Summary
- Scholz: 2024 budget decisions to be taken this year
- Germany set to suspend debt brake
- Finance minister wants significant “consolidation” in budget
- Majority of Germans oppose suspending debt brake – poll
BERLIN, Nov (Reuters) – German Chancellor Olaf Scholz promised on Friday to finalise the 2024 budget by the end of this year, in a video message that sought to reassure spooked citizens and investors in Europe’s largest economy after a court ruling tore up its spending plans.
Scholz’s government was forced to freeze most of its new spending commitments after the constitutional court last week declared unconstitutional its plans to re-allocate pandemic funds to green projects and industry subsidies, wiping billions from the federal budget.
“We will carefully revise next year’s budget in light of the judgement – swiftly, but with the necessary care,” Scholz said in a video posted on social media platform X.
Scholz said his government would ask parliament to lift Germany’s debt brake, which limits its structural budget deficit to the equivalent of 0.35% of gross domestic product, in order to secure aid planned for this year.
The chancellor plans to give a statement to parliament on the issue next Tuesday.
His finance minister, Christian Lindner, sounded less confident about whether the 2024 budget could still be adopted this year, saying it remained to be seen given the government had a “very ambitious roadmap”.
A government source said it would likely become easier to reach a deal on the budget in mid-December after the Greens and Social Democrats, ruling in a three-way coalition with the Free Democrats (FDP), have held party conferences.
The court ruling has called into question Germany’s traditionally strict fiscal policy and sparked warnings that German companies could be starved of support to keep them globally competitive.
Germany has by far the lowest debt in the G7 grouping of major economies, but memories of how frugality paved the way for postwar reconstruction and how costly it was to re-integrate indebted ex-communist East Germany have shaped a uniquely debt-averse political culture.
In order to keep backing industry, Lindner, leader of the fiscally hawkish FDP, has ruled out tax rises and said savings would have to be found elsewhere, backed up by reforming the welfare state.
He plans to lift self-imposed limits on borrowing and present a supplementary 2023 budget next week.
In an interview with the Handelsblatt newspaper, Lindner said consolidation needs were in the double-digit billions.
Germany’s electricity and gas price caps for example will expire at the end of 2023 and not be extended until March 2024, radio station Deutschlandfunk (DLF) cited him as saying in an interview to be aired on Sunday.
The debt brake, introduced after the global financial crisis of 2008/09, was first suspended in 2020 to help the government support firms and health systems during the COVID-19 pandemic.
Lindner had been reluctant to suspend the mechanism as his party strongly advocates fiscal discipline but relented as the budget turmoil put more strain on Scholz’s fractious three-way coalition.
HANDS TIED
The crisis has sparked calls for reforming the debt brake.
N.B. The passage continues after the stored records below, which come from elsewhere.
// ABOUTME: CLI module for the promptforge prompt generator
// ABOUTME: Exports command line interface components and main application logic

pub mod app;
pub mod args;
pub mod commands;
pub mod config;

pub use app::App;
pub use args::{Args, Commands};
pub use config::Config;
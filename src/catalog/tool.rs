// ABOUTME: Catalog data structures for tools, roles, and variable definitions
// ABOUTME: Parses YAML or JSON catalogs mapping roles to templates and schemas

use indexmap::IndexMap;
use serde::{Deserialize, Serialize};
use std::path::Path;

use super::error::{CatalogError, Result, ValidationError};
use crate::template::{DelimiterStyle, VariableKind, VariableSchema, VariableSpec};

fn default_syntax() -> DelimiterStyle {
    DelimiterStyle::Brace
}

/// An ordered collection of tools loaded from an external catalog file. The
/// catalog is read-only input: promptforge never fetches or mutates it.
#[derive(Debug, Clone, Serialize, Deserialize)]
pub struct Catalog {
    pub tools: Vec<Tool>,
}

#[derive(Debug, Clone, Serialize, Deserialize)]
pub struct Tool {
    pub name: String,
    pub description: Option<String>,
    pub roles: IndexMap<String, Role>,
}

/// One role of a tool: a template plus the variable definitions that feed
/// its placeholders. Catalog templates use brace syntax unless declared
/// otherwise.
#[derive(Debug, Clone, Serialize, Deserialize)]
pub struct Role {
    #[serde(default)]
    pub description: String,
    pub template: String,
    #[serde(default = "default_syntax")]
    pub syntax: DelimiterStyle,
    #[serde(default)]
    pub vars: IndexMap<String, VarDef>,
}

/// Variable definition as it appears in catalog files. The compact forms
/// match the catalog shape observed in the wild: a bare string is a literal
/// default for a free-text variable, a bare list is an option list. The
/// expanded form declares the kind explicitly and wins over the name-suffix
/// convention.
#[derive(Debug, Clone, Serialize, Deserialize)]
#[serde(untagged)]
pub enum VarDef {
    Default(String),
    Options(Vec<String>),
    Spec(VariableSpec),
}

impl VarDef {
    pub fn to_spec(&self) -> VariableSpec {
        match self {
            VarDef::Default(text) => VariableSpec::with_default(text.clone()),
            VarDef::Options(options) => VariableSpec {
                kind: None,
                options: options.clone(),
                default: None,
            },
            VarDef::Spec(spec) => spec.clone(),
        }
    }
}

impl Catalog {
    /// Parse a catalog from a YAML or JSON file, selected by extension.
    pub fn from_file<P: AsRef<Path>>(path: P) -> Result<Self> {
        let path = path.as_ref();
        let content = std::fs::read_to_string(path).map_err(CatalogError::IoError)?;
        match path.extension().and_then(|ext| ext.to_str()) {
            Some("json") => Self::from_json(&content),
            _ => Self::from_yaml(&content),
        }
    }

    /// Parse a catalog from a YAML string.
    pub fn from_yaml(content: &str) -> Result<Self> {
        let catalog: Catalog = serde_yaml::from_str(content).map_err(CatalogError::YamlError)?;
        catalog.validate_structure()?;
        Ok(catalog)
    }

    /// Parse a catalog from a JSON string.
    pub fn from_json(content: &str) -> Result<Self> {
        let catalog: Catalog = serde_json::from_str(content).map_err(CatalogError::JsonError)?;
        catalog.validate_structure()?;
        Ok(catalog)
    }

    /// Validate basic catalog structure, failing on the first problem.
    pub fn validate_structure(&self) -> Result<()> {
        match self.structural_errors().into_iter().next() {
            Some(error) => Err(CatalogError::ValidationError(error)),
            None => Ok(()),
        }
    }

    /// Collect every structural problem in the catalog.
    pub fn structural_errors(&self) -> Vec<ValidationError> {
        let mut errors = Vec::new();

        if self.tools.is_empty() {
            errors.push(ValidationError::EmptyCatalog);
        }

        let mut seen = std::collections::HashSet::new();
        for tool in &self.tools {
            if tool.name.trim().is_empty() {
                errors.push(ValidationError::EmptyToolName);
            } else if !seen.insert(tool.name.clone()) {
                errors.push(ValidationError::DuplicateTool {
                    name: tool.name.clone(),
                });
            }

            if tool.roles.is_empty() {
                errors.push(ValidationError::NoRoles {
                    tool: tool.name.clone(),
                });
            }

            for (role_name, role) in &tool.roles {
                if role.template.trim().is_empty() {
                    errors.push(ValidationError::EmptyTemplate {
                        tool: tool.name.clone(),
                        role: role_name.clone(),
                    });
                }

                for (var_name, def) in &role.vars {
                    match def {
                        VarDef::Options(options) if options.is_empty() => {
                            errors.push(ValidationError::EmptyOptions {
                                tool: tool.name.clone(),
                                role: role_name.clone(),
                                name: var_name.clone(),
                            });
                        }
                        VarDef::Spec(spec) => {
                            if let Some(
                                kind @ (VariableKind::SingleChoice | VariableKind::MultiChoice),
                            ) = spec.kind
                            {
                                if spec.options.is_empty() {
                                    errors.push(ValidationError::MissingOptions {
                                        tool: tool.name.clone(),
                                        role: role_name.clone(),
                                        name: var_name.clone(),
                                        kind,
                                    });
                                }
                            }
                        }
                        _ => {}
                    }
                }
            }
        }

        errors
    }

    pub fn tool_names(&self) -> Vec<&str> {
        self.tools.iter().map(|tool| tool.name.as_str()).collect()
    }

    pub fn get_tool(&self, name: &str) -> Option<&Tool> {
        self.tools.iter().find(|tool| tool.name == name)
    }

    /// Look up a role by tool and role name with descriptive errors.
    pub fn get_role(&self, tool_name: &str, role_name: &str) -> Result<&Role> {
        let tool = self.get_tool(tool_name).ok_or_else(|| CatalogError::UnknownTool {
            name: tool_name.to_string(),
        })?;
        tool.roles.get(role_name).ok_or_else(|| CatalogError::UnknownRole {
            tool: tool_name.to_string(),
            role: role_name.to_string(),
        })
    }
}

impl Tool {
    pub fn role_names(&self) -> Vec<&str> {
        self.roles.keys().map(|name| name.as_str()).collect()
    }
}

impl Role {
    /// Bind this role's variable definitions into a schema for rendering.
    pub fn schema(&self) -> VariableSchema {
        let mut schema = VariableSchema::new();
        for (name, def) in &self.vars {
            schema.insert(name.clone(), def.to_spec());
        }
        schema
    }
}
Economy Minister Robert Habeck from the pro-spending Greens has criticised it as inflexible and as blocking vital support for industry to stop jobs and value creation from moving abroad.
To a standing ovation at a Greens party conference, Habeck questioned whether the debt brake was applicable in changed times from “when climate protection was not taken seriously, wars were a thing of the past, China was our cheap workbench”.
“With the debt brake as it is, we have voluntarily tied our hands behind our backs and are going into a boxing match,” he said.
However, government spokesperson Steffen Hebestreit said on Friday that reform, which would need a parliamentary supermajority, was not on the immediate agenda.
A poll by broadcaster ZDF suggested only a minority of Germans supported suspending the debt brake.
Some 57% wanted the budget shortfall from the court ruling to be covered by spending cuts, 11% favoured tax increases and 23% wanted the state to take on additional debt.